L’honneur de Rania

Victime de violences conjugales, cette vedette de la télé a fait publier les photos de son visage tuméfié. Et a marqué un point pour l’émancipation des femmes arabes

Depuis six ans, chaque matin, Rania al-Baz présentait une émission sur la première chaîne de la télévision saoudienne. Son apparition sur les petits écrans avait déjà constitué un événement. La jeune femme avait même quelque peu réconcilié les Saoudiens avec leur télévision nationale. Le mois dernier, sauvagement frappée par son mari û 13 fractures au total û elle a obtenu du quotidien saoudien en langue anglaise Arab News qu’il publie les photos de son visage tuméfié. Son histoire de femme battue a fait le tour de l’Arabie saoudite, suscitant un mélange de révolte, d’émoi et de honte.
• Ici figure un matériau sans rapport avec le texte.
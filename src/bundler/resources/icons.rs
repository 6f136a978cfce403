//! Icon probing and hicolor theme placement.
//!
//! Icons are placed under size-keyed subdirectories following the
//! freedesktop.org hicolor layout:
//!
//! ```text
//! usr/share/icons/hicolor/
//!   ├── 128x128/apps/{name}.png
//!   └── 256x256/apps/{name}.png
//! ```
//!
//! The size key comes from the image itself, not configuration: the source
//! is probed for its pixel dimensions. A non-square icon is accepted but
//! flagged by the assembler.

use std::fs;
use std::path::{Path, PathBuf};

use crate::bundler::error::{ErrorExt, Result};

/// A source icon with probed pixel dimensions.
#[derive(Clone, Debug)]
pub struct IconAsset {
    /// Icon name; the destination file becomes `<name>.png`.
    pub name: String,

    /// Path to the source image.
    pub source: PathBuf,

    /// Icon width in pixels.
    pub width: u32,

    /// Icon height in pixels.
    pub height: u32,
}

impl IconAsset {
    /// Probes `source` for its dimensions without decoding the full image.
    pub fn probe(name: &str, source: &Path) -> Result<Self> {
        let (width, height) = image::image_dimensions(source)?;
        log::debug!("icon {}: {}x{}", source.display(), width, height);
        Ok(Self {
            name: name.to_string(),
            source: source.to_path_buf(),
            width,
            height,
        })
    }

    /// Returns whether this icon is square (width == height).
    pub fn is_square(&self) -> bool {
        self.width == self.height
    }

    /// The hicolor size directory for this icon, e.g. `128x128`.
    pub fn size_dir(&self) -> String {
        format!("{}x{}", self.width, self.height)
    }
}

/// Places an icon under `usr/share/icons/hicolor/<WxH>/apps/<name>.png`.
///
/// Returns the destination path.
pub fn install_icon(asset: &IconAsset, app_dir: &Path) -> Result<PathBuf> {
    let dest_dir = app_dir
        .join("usr/share/icons/hicolor")
        .join(asset.size_dir())
        .join("apps");
    fs::create_dir_all(&dest_dir).fs_context("creating icon directory", &dest_dir)?;

    let dest = dest_dir.join(format!("{}.png", asset.name));
    fs::copy(&asset.source, &dest).fs_context("copying icon", &asset.source)?;
    Ok(dest)
}
//! AppDir bundler entry point.

use appdir_bundler::cli::{self, OutputManager};
use std::process;

fn main() {
    env_logger::init();

    match cli::run() {
        Ok(exit_code) => {
            process::exit(exit_code);
        }
        Err(e) => {
            // Never quiet for fatal errors
            let output = OutputManager::new(false, false);
            output.error(&format!("Fatal error: {e}"));
            process::exit(1);
        }
    }
}
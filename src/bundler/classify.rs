//! Library classification: ship it, or assume the host has it.
//!
//! Classification is a pure function of the resolved path string and the
//! rule tables in [`ClassifierRules`]; it never depends on copy order.

use std::path::Path;

use crate::bundler::settings::ClassifierRules;

/// Verdict for one resolved library path.
#[derive(Clone, Copy, Debug, Eq, PartialEq)]
pub enum Classification {
    /// Assumed present and ABI-compatible on any target host; never bundled.
    CoreSystem,
    /// Belongs to a runtime stack the bundle must own; bundled
    /// unconditionally, even when installed under a system directory.
    ForceBundle,
    /// Bundled unless already satisfiable from a standard system path.
    Ordinary,
}

/// Applies the classification rule tables to resolved library paths.
pub struct Classifier<'a> {
    rules: &'a ClassifierRules,
}

impl<'a> Classifier<'a> {
    /// Creates a classifier over the given rule tables.
    pub fn new(rules: &'a ClassifierRules) -> Self {
        Self { rules }
    }

    /// Classifies a resolved library path.
    ///
    /// Evaluation order:
    /// 1. Force-bundle markers, checked against the full path. These win
    ///    over everything else: a streaming-media plugin under `/usr/lib`
    ///    must still travel with the bundle.
    /// 2. Core-system names, checked against the basename; a core library
    ///    is excluded regardless of which directory it resolved from.
    /// 3. System library prefixes; anything else under them is assumed
    ///    host-provided.
    /// 4. Everything else is an ordinary, bundled dependency.
    pub fn classify(&self, path: &Path) -> Classification {
        let text = path.to_string_lossy();
        if self
            .rules
            .force_bundle
            .iter()
            .any(|marker| text.contains(marker.as_str()))
        {
            return Classification::ForceBundle;
        }

        if let Some(basename) = path.file_name().map(|n| n.to_string_lossy())
            && self
                .rules
                .core_system
                .iter()
                .any(|name| basename.contains(name.as_str()))
        {
            return Classification::CoreSystem;
        }

        if self
            .rules
            .system_prefixes
            .iter()
            .any(|prefix| text.starts_with(prefix.as_str()))
        {
            return Classification::CoreSystem;
        }

        Classification::Ordinary
    }

    /// Whether the library at `path` should be copied into the bundle.
    pub fn should_bundle(&self, path: &Path) -> bool {
        !matches!(self.classify(path), Classification::CoreSystem)
    }
}
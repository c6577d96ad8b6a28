use std::collections::HashMap;
use std::future::Future;
use std::sync::Arc;
use std::time::Duration;

use anyhow::{Context, Result};
use async_trait::async_trait;
use rig::client::completion::CompletionClientDyn;
use rig::client::{ProviderClient, ProviderValue};
use rig::completion::{AssistantContent, Completion, Document, Message as RigMessage};
use rig::providers::{anthropic, gemini, mistral, openai};

use super::chunker::Chunk;
use super::cohere::CohereChatService;
use super::session::{Message, Role};
use crate::config::{LlmConfig, PromptTruncation};

fn create_provider_boxed(provider: &str, api_key: &str) -> Result<Box<dyn ProviderClient>> {
    let value = ProviderValue::Simple(api_key.to_string());

    let boxed: Box<dyn ProviderClient> = match provider.to_lowercase().as_str() {
        "openai" => {
            let c: openai::Client<reqwest::Client> = openai::Client::from_val(value);
            c.boxed()
        }
        "anthropic" => {
            let c: anthropic::Client<reqwest::Client> = anthropic::Client::from_val(value);
            c.boxed()
        }
        "gemini" | "google" => {
            let c: gemini::Client<reqwest::Client> = gemini::Client::from_val(value);
            c.boxed()
        }
        "mistral" => {
            let c: mistral::Client<reqwest::Client> = mistral::Client::from_val(value);
            c.boxed()
        }
        other => return Err(anyhow::anyhow!("Unsupported provider: {other}")),
    };

    Ok(boxed)
}

pub fn create_completion_client(
    provider: &str,
    api_key: &str,
) -> Result<Box<dyn CompletionClientDyn>> {
    let boxed = create_provider_boxed(provider, api_key)?;
    boxed
        .as_completion()
        .context(format!("Provider '{provider}' does not support completions"))
}

/// Everything one remote chat call needs. `prompt_truncation` only has an
/// effect on Cohere.
#[derive(Debug, Clone)]
pub struct ChatRequest {
    pub credential: String,
    pub history: Vec<Message>,
    pub message: String,
    pub documents: Arc<[Chunk]>,
    pub preamble: String,
    pub prompt_truncation: PromptTruncation,
}

#[derive(Debug, thiserror::Error)]
pub enum ChatServiceError {
    #[error("{0}")]
    Setup(String),

    #[error("request failed: {0}")]
    Request(String),

    #[error("request rejected: {0}")]
    Rejected(String),

    #[error("request timed out after {}s", .0.as_secs())]
    Timeout(Duration),

    #[error("reply contained no text")]
    EmptyReply,
}

impl ChatServiceError {
    /// Misconfiguration and rejected requests will not fix themselves on a
    /// second try.
    fn is_retryable(&self) -> bool {
        !matches!(
            self,
            ChatServiceError::Setup(_) | ChatServiceError::Rejected(_)
        )
    }
}

/// Remote chat-completion service.
#[async_trait]
pub trait ChatService: Send + Sync {
    async fn chat(&self, request: &ChatRequest) -> Result<String, ChatServiceError>;
}

#[derive(Debug, Clone, Copy)]
pub struct RetryPolicy {
    pub timeout: Duration,
    pub max_retries: u32,
    pub backoff: Duration,
}

impl RetryPolicy {
    pub fn from_config(config: &LlmConfig) -> Self {
        Self {
            timeout: config.request_timeout(),
            max_retries: config.max_retries,
            backoff: config.retry_backoff(),
        }
    }

    fn delay_for(&self, attempt: u32) -> Duration {
        self.backoff.saturating_mul(2u32.saturating_pow(attempt))
    }
}

/// Run `op` with a per-attempt timeout, retrying failures with exponential
/// backoff up to `policy.max_retries` extra attempts.
pub async fn with_retry<T, F, Fut>(policy: &RetryPolicy, mut op: F) -> Result<T, ChatServiceError>
where
    F: FnMut() -> Fut,
    Fut: Future<Output = Result<T, ChatServiceError>>,
{
    let mut attempt = 0;
    loop {
        let result = match tokio::time::timeout(policy.timeout, op()).await {
            Ok(result) => result,
            Err(_) => Err(ChatServiceError::Timeout(policy.timeout)),
        };

        match result {
            Ok(value) => return Ok(value),
            Err(e) if attempt < policy.max_retries && e.is_retryable() => {
                let delay = policy.delay_for(attempt);
                attempt += 1;
                tracing::warn!(
                    "Chat request failed ({e}), retry {attempt}/{} in {}ms",
                    policy.max_retries,
                    delay.as_millis()
                );
                tokio::time::sleep(delay).await;
            }
            Err(e) => return Err(e),
        }
    }
}

/// Pick the chat backend for the configured provider. Cohere is called
/// directly; every other provider goes through rig.
pub fn chat_service_from_config(config: &LlmConfig) -> Arc<dyn ChatService> {
    if config.provider.eq_ignore_ascii_case("cohere") {
        Arc::new(CohereChatService::from_config(config))
    } else {
        Arc::new(RigChatService::from_config(config))
    }
}

/// `ChatService` backed by a rig provider client.
pub struct RigChatService {
    provider: String,
    model: String,
    retry: RetryPolicy,
}

impl RigChatService {
    pub fn from_config(config: &LlmConfig) -> Self {
        Self {
            provider: config.provider.clone(),
            model: config.model.clone(),
            retry: RetryPolicy::from_config(config),
        }
    }

    async fn attempt(&self, request: &ChatRequest) -> Result<String, ChatServiceError> {
        let client = create_completion_client(&self.provider, &request.credential)
            .map_err(|e| ChatServiceError::Setup(format!("{e:#}")))?;

        let agent = client.agent(&self.model).preamble(&request.preamble).build();

        let history = request.history.iter().map(to_rig_message).collect();
        let documents = request.documents.iter().map(to_rig_document).collect();

        let response = agent
            .completion(RigMessage::user(request.message.clone()), history)
            .await
            .map_err(|e| ChatServiceError::Request(e.to_string()))?
            .documents(documents)
            .send()
            .await
            .map_err(|e| ChatServiceError::Request(e.to_string()))?;

        let text: String = response
            .choice
            .iter()
            .filter_map(|content| match content {
                AssistantContent::Text(t) => Some(t.text.as_str()),
                _ => None,
            })
            .collect();

        if text.trim().is_empty() {
            return Err(ChatServiceError::EmptyReply);
        }
        Ok(text)
    }
}

#[async_trait]
impl ChatService for RigChatService {
    async fn chat(&self, request: &ChatRequest) -> Result<String, ChatServiceError> {
        tracing::debug!(
            "Sending chat request to {}/{} ({} history, {} documents)",
            self.provider,
            self.model,
            request.history.len(),
            request.documents.len()
        );
        with_retry(&self.retry, || self.attempt(request)).await
    }
}

fn to_rig_message(message: &Message) -> RigMessage {
    match message.role {
        Role::User => RigMessage::user(message.text.clone()),
        Role::Chatbot => RigMessage::assistant(message.text.clone()),
    }
}

fn to_rig_document(chunk: &Chunk) -> Document {
    Document {
        id: chunk.title.clone(),
        text: chunk.snippet.clone(),
        additional_props: HashMap::new(),
    }
}

#[cfg(test)]
mod tests {
    use super::*;
    use std::sync::atomic::{AtomicU32, Ordering};

    fn policy(max_retries: u32) -> RetryPolicy {
        RetryPolicy {
            timeout: Duration::from_millis(200),
            max_retries,
            backoff: Duration::from_millis(1),
        }
    }

    #[tokio::test]
    async fn test_retry_recovers_from_transient_failure() {
        let calls = AtomicU32::new(0);
        let result = with_retry(&policy(2), || async {
            if calls.fetch_add(1, Ordering::SeqCst) == 0 {
                Err(ChatServiceError::Request("connection reset".into()))
            } else {
                Ok("Take the 3:15 bus.".to_string())
            }
        })
        .await;

        assert_eq!(result.unwrap(), "Take the 3:15 bus.");
        assert_eq!(calls.load(Ordering::SeqCst), 2);
    }

    #[tokio::test]
    async fn test_retry_gives_up_after_max_retries() {
        let calls = AtomicU32::new(0);
        let result: Result<String, _> = with_retry(&policy(2), || async {
            calls.fetch_add(1, Ordering::SeqCst);
            Err(ChatServiceError::Request("quota exceeded".into()))
        })
        .await;

        assert!(matches!(result, Err(ChatServiceError::Request(_))));
        assert_eq!(calls.load(Ordering::SeqCst), 3);
    }

    #[tokio::test]
    async fn test_setup_errors_are_not_retried() {
        let calls = AtomicU32::new(0);
        let result: Result<String, _> = with_retry(&policy(5), || async {
            calls.fetch_add(1, Ordering::SeqCst);
            Err(ChatServiceError::Setup("Unsupported provider: foo".into()))
        })
        .await;

        assert!(matches!(result, Err(ChatServiceError::Setup(_))));
        assert_eq!(calls.load(Ordering::SeqCst), 1);
    }

    #[tokio::test]
    async fn test_slow_attempt_times_out() {
        let result: Result<String, _> = with_retry(&policy(0), || async {
            tokio::time::sleep(Duration::from_secs(5)).await;
            Ok("late".to_string())
        })
        .await;

        assert!(matches!(result, Err(ChatServiceError::Timeout(_))));
    }

    #[test]
    fn test_backoff_doubles() {
        let p = RetryPolicy {
            timeout: Duration::from_secs(1),
            max_retries: 3,
            backoff: Duration::from_millis(500),
        };
        assert_eq!(p.delay_for(0), Duration::from_millis(500));
        assert_eq!(p.delay_for(1), Duration::from_millis(1000));
        assert_eq!(p.delay_for(2), Duration::from_millis(2000));
    }

    #[tokio::test]
    async fn test_rejected_requests_are_not_retried() {
        let calls = AtomicU32::new(0);
        let result: Result<String, _> = with_retry(&policy(5), || async {
            calls.fetch_add(1, Ordering::SeqCst);
            Err(ChatServiceError::Rejected("401 Unauthorized".into()))
        })
        .await;

        assert!(matches!(result, Err(ChatServiceError::Rejected(_))));
        assert_eq!(calls.load(Ordering::SeqCst), 1);
    }

    #[test]
    fn test_unknown_provider_is_rejected() {
        assert!(create_completion_client("carrier-pigeon", "key").is_err());
    }

    #[test]
    fn test_cohere_is_not_routed_through_rig() {
        assert!(create_completion_client("cohere", "key").is_err());
    }

    #[test]
    fn test_chunk_maps_to_titled_document() {
        let doc = to_rig_document(&Chunk {
            title: "Page 2 Part 1".into(),
            snippet: "Stanley Plaza 3:15".into(),
        });
        assert_eq!(doc.id, "Page 2 Part 1");
        assert_eq!(doc.text, "Stanley Plaza 3:15");
    }
}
Jamais auparavant cette réalité-là n’avait ainsi été évoquée dans la presse.

La présentatrice, qui espérait ainsi inciter ses compatriotes à réagir contre les mauvais traitements infligés aux femmes, a largement gagné son pari. Une quinzaine de jours après la publication des photos, l’affaire alimente encore toutes les conversations. Et en premier lieu, bien sûr, celles des femmes. Certaines, les plus conservatrices, désapprouvent. Elles trouvent que Rania n’aurait pas dû étaler son histoire au grand jour. Mais pour d’autres, les plus jeunes et les plus nombreuses, la présentatrice de télévision fait aujourd’hui figure d’héroïne.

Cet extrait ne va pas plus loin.